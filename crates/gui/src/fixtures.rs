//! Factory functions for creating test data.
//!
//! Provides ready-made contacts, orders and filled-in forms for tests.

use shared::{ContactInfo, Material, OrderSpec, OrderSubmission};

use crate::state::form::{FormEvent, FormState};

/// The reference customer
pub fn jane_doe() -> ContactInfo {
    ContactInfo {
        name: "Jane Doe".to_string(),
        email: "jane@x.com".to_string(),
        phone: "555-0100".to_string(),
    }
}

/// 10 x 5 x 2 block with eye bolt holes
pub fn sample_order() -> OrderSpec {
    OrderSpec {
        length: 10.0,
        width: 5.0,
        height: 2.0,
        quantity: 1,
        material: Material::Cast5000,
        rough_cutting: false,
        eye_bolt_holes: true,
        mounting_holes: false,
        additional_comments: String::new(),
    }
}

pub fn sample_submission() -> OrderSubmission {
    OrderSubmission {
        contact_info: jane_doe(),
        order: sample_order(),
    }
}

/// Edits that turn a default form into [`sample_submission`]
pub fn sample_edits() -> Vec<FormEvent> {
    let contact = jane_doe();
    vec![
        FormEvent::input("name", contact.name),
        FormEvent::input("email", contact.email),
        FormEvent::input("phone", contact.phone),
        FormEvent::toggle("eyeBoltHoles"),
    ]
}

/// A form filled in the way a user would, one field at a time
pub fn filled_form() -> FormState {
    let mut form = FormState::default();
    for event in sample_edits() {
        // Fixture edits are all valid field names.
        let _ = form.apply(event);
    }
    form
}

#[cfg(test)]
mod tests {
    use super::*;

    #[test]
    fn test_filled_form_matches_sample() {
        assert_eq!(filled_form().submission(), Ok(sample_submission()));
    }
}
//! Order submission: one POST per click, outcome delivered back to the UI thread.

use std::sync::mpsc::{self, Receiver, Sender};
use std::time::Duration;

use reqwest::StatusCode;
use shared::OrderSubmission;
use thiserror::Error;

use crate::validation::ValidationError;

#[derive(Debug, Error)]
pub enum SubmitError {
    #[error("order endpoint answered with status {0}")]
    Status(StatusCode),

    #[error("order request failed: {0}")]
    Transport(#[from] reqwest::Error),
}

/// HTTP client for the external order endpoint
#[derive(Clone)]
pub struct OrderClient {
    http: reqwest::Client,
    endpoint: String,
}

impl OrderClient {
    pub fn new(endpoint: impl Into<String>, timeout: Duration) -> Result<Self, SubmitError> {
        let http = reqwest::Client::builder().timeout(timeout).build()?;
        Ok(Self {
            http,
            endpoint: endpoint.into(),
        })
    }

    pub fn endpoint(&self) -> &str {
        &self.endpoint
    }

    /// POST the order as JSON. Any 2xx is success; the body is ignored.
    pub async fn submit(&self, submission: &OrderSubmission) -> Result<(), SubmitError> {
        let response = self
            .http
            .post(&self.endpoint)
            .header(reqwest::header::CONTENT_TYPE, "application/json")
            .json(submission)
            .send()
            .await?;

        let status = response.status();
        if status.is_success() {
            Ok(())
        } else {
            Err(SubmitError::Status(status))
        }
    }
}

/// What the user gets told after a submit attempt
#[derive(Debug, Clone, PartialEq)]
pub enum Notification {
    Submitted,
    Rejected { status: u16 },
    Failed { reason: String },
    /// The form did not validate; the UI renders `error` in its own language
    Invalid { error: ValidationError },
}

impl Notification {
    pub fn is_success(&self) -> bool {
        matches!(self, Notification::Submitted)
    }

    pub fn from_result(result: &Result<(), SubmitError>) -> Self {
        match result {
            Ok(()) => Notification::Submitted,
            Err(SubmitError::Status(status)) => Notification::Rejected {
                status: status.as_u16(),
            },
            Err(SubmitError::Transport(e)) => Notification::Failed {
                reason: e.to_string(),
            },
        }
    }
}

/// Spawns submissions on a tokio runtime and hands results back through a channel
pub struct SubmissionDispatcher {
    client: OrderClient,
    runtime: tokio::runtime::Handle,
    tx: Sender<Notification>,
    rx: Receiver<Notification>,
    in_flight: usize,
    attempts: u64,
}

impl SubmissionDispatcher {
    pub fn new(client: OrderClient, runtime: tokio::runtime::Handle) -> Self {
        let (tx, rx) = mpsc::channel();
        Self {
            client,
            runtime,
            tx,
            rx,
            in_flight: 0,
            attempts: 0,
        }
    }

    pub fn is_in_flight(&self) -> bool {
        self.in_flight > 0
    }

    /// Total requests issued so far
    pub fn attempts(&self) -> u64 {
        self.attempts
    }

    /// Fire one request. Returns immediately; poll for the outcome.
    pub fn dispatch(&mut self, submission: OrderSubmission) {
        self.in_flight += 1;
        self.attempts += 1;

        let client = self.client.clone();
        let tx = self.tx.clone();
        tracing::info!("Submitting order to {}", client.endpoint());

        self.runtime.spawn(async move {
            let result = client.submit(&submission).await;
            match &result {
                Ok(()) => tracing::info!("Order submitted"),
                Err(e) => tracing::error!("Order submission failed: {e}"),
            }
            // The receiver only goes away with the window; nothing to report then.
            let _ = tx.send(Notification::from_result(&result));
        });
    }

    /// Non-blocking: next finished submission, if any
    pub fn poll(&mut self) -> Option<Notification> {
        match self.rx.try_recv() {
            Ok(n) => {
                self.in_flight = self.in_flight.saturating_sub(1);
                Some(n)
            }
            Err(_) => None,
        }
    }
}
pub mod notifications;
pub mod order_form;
┄┄┄┄┄┄┄┄┄┄┄┄┄┄┄┄┄┄┄┄
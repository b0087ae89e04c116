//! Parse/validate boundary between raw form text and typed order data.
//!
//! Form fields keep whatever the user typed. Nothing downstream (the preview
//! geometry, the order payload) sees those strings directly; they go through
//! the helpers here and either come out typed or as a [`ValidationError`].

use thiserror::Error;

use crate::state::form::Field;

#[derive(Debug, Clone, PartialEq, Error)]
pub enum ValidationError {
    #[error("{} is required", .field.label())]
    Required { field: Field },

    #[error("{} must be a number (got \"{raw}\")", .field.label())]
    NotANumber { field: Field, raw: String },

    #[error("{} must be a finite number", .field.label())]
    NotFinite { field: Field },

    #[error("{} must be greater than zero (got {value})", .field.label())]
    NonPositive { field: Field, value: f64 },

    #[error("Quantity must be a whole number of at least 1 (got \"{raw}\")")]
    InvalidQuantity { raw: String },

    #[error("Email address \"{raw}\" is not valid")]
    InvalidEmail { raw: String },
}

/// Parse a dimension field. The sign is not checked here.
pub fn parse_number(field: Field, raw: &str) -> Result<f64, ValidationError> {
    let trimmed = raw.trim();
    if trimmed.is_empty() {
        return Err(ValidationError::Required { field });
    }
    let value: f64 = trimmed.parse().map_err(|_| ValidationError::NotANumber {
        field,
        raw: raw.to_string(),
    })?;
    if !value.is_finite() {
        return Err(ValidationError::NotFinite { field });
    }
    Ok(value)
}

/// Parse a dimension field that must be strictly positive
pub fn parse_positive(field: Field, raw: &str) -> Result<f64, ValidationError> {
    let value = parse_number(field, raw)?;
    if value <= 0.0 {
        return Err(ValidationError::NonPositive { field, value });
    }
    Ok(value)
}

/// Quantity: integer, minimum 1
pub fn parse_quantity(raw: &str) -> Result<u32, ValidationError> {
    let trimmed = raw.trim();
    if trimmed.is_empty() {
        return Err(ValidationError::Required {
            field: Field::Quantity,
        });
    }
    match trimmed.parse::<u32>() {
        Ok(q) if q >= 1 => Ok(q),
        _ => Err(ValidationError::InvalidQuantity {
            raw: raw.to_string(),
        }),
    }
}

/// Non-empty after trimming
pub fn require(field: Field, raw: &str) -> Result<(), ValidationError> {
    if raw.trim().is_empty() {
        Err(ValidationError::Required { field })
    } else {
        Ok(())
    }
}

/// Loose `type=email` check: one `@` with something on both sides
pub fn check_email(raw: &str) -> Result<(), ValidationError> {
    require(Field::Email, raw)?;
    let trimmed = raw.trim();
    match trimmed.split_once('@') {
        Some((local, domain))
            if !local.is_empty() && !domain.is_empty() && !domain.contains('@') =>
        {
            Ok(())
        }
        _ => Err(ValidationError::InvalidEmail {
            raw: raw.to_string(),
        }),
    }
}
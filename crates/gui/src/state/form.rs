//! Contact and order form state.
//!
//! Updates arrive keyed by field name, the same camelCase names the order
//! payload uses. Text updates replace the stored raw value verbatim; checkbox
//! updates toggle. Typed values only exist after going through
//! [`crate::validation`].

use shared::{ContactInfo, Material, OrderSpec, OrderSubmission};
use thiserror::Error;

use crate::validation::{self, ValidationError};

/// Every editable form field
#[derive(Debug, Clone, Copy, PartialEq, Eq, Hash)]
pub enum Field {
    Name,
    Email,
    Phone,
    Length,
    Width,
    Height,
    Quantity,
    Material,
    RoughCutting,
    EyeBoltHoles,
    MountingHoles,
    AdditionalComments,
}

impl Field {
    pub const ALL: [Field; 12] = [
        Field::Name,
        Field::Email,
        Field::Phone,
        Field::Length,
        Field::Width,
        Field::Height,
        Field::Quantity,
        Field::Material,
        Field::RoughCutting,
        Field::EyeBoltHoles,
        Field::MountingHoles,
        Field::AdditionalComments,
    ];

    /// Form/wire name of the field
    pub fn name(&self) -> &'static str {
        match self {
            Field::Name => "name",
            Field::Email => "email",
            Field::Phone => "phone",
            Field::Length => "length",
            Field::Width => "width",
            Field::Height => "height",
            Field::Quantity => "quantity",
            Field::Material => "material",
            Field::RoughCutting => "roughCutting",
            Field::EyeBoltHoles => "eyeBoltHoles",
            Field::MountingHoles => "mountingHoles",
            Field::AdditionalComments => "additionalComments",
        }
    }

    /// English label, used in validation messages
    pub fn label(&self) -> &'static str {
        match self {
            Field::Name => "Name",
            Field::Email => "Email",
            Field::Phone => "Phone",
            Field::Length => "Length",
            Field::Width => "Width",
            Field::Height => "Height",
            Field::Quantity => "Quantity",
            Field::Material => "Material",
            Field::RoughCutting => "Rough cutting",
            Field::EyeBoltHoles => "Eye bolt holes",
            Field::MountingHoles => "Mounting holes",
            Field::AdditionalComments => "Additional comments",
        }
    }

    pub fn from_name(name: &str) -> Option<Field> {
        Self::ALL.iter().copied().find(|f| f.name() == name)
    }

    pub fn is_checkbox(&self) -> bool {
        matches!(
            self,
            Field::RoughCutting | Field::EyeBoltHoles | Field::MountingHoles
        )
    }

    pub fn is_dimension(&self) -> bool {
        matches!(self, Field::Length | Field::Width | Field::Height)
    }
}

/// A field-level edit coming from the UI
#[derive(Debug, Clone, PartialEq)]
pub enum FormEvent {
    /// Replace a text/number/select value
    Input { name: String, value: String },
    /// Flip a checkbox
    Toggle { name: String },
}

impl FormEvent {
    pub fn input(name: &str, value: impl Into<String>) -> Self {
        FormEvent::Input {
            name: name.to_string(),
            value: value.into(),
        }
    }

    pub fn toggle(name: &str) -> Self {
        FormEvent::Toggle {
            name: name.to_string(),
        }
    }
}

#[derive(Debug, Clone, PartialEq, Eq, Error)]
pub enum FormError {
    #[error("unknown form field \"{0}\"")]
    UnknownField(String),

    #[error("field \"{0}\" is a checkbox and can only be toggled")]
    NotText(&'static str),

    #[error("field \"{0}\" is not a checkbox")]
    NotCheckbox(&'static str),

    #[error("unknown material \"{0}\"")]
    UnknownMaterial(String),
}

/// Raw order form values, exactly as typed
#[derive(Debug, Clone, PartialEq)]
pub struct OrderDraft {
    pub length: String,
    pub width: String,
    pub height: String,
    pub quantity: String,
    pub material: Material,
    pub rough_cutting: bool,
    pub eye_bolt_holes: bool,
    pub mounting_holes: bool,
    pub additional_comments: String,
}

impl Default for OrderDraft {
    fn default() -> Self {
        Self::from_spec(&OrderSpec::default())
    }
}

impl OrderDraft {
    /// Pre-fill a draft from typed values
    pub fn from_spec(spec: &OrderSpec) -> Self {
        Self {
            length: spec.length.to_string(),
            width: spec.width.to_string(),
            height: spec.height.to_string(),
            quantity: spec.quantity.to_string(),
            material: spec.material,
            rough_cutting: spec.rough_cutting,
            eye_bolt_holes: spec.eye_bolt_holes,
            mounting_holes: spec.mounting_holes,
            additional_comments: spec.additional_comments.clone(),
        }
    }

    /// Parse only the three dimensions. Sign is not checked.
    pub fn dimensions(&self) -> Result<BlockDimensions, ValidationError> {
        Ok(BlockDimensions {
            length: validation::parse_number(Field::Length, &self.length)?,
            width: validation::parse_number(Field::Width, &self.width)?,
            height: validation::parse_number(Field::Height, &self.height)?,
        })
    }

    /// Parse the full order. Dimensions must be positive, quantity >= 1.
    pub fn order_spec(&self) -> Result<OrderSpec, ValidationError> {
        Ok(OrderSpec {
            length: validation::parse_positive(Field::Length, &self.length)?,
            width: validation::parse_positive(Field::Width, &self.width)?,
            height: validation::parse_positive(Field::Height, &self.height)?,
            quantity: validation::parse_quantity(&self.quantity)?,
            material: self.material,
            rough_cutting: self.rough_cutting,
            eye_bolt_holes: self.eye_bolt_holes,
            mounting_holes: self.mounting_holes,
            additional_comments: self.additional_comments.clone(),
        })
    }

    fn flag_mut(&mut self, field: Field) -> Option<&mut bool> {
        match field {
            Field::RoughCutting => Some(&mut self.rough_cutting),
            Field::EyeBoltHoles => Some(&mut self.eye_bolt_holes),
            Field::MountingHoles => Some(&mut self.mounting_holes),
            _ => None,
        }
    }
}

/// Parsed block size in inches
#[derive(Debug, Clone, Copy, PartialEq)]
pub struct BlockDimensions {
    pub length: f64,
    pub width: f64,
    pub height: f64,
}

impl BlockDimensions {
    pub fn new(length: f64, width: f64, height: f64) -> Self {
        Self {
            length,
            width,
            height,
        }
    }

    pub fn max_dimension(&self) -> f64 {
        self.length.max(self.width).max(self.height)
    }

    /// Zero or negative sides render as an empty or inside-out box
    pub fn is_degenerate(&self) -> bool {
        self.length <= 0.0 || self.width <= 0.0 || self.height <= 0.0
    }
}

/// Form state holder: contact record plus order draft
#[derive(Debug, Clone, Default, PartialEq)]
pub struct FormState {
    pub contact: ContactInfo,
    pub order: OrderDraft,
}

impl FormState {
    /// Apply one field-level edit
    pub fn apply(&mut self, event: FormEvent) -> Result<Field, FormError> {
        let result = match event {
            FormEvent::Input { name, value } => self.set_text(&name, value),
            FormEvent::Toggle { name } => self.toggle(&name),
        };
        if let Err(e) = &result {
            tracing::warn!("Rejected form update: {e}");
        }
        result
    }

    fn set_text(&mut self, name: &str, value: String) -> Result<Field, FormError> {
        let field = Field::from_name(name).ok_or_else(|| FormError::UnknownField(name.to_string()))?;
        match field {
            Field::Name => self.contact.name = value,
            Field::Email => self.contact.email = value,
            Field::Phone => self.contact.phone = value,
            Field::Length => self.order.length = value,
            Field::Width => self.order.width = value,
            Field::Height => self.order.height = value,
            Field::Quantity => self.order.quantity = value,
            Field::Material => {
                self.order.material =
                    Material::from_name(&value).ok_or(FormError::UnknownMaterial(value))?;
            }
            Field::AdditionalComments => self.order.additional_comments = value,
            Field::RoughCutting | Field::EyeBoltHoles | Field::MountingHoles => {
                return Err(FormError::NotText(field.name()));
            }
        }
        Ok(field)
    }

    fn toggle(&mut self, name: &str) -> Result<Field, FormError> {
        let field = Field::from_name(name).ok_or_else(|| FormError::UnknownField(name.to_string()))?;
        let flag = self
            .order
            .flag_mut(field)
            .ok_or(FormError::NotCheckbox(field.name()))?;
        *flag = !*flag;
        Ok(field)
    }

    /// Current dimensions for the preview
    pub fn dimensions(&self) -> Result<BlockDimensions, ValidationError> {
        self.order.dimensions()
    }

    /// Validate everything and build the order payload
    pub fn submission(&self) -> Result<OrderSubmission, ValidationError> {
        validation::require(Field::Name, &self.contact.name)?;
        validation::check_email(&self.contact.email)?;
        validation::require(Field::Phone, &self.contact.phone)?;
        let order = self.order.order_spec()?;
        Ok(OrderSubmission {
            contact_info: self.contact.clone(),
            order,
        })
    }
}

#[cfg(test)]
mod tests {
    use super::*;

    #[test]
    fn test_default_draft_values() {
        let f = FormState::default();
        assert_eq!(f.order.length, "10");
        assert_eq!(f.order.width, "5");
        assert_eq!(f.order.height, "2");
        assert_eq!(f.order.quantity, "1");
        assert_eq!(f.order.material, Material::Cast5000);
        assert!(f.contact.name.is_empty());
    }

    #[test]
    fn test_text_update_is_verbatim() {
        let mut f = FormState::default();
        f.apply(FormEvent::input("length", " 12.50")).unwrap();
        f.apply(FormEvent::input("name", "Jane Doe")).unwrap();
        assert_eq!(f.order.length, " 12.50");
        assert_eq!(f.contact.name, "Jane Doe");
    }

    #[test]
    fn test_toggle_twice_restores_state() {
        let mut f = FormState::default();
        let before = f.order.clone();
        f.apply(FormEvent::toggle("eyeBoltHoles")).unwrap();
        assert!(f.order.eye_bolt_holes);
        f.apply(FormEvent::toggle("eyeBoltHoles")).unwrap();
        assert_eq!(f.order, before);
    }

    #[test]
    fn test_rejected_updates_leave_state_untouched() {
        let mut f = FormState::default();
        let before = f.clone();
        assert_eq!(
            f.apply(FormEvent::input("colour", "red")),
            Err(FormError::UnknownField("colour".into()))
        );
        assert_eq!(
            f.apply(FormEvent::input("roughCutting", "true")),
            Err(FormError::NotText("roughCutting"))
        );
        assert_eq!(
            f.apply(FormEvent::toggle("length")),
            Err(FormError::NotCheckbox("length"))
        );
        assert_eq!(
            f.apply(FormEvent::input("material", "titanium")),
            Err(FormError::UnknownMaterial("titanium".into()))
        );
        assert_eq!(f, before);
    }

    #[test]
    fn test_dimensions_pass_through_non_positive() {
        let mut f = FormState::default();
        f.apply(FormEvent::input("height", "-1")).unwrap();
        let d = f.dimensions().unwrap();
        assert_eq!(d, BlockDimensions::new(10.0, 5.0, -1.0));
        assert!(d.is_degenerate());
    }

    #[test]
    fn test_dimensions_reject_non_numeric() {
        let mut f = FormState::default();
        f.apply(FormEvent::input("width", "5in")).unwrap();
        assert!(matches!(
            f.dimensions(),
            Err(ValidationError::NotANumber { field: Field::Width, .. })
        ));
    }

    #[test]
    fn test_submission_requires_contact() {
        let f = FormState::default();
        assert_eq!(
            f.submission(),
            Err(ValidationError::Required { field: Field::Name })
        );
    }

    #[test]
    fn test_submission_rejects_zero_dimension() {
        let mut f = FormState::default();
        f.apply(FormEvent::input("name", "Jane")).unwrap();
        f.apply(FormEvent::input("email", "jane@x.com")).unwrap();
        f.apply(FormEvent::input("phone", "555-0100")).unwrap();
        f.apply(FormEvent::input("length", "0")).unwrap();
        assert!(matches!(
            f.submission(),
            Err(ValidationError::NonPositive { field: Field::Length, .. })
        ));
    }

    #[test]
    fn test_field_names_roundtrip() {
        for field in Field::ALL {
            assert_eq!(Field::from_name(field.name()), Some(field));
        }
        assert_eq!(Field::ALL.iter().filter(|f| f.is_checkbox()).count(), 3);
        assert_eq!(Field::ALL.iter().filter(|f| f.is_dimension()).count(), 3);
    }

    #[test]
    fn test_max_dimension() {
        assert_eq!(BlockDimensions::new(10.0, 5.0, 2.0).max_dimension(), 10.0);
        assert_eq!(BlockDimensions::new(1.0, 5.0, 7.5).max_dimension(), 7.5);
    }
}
┄┄┄┄┄┄┄┄┄┄┄┄┄┄┄┄┄┄┄┄
### What you need to do
Beginning with the line containing "fn toggle(&mut self, name: &str)" and ending with the line containing "validation::require(Field::Phone, &self.contact.phone)?;", extract those lines exactly from the listing above, and only those.

### Written reply
    fn toggle(&mut self, name: &str) -> Result<Field, FormError> {
        let field = Field::from_name(name).ok_or_else(|| FormError::UnknownField(name.to_string()))?;
        let flag = self
            .order
            .flag_mut(field)
            .ok_or(FormError::NotCheckbox(field.name()))?;
        *flag = !*flag;
        Ok(field)
    }

    /// Current dimensions for the preview
    pub fn dimensions(&self) -> Result<BlockDimensions, ValidationError> {
        self.order.dimensions()
    }

    /// Validate everything and build the order payload
    pub fn submission(&self) -> Result<OrderSubmission, ValidationError> {
        validation::require(Field::Name, &self.contact.name)?;
        validation::check_email(&self.contact.email)?;
        validation::require(Field::Phone, &self.contact.phone)?;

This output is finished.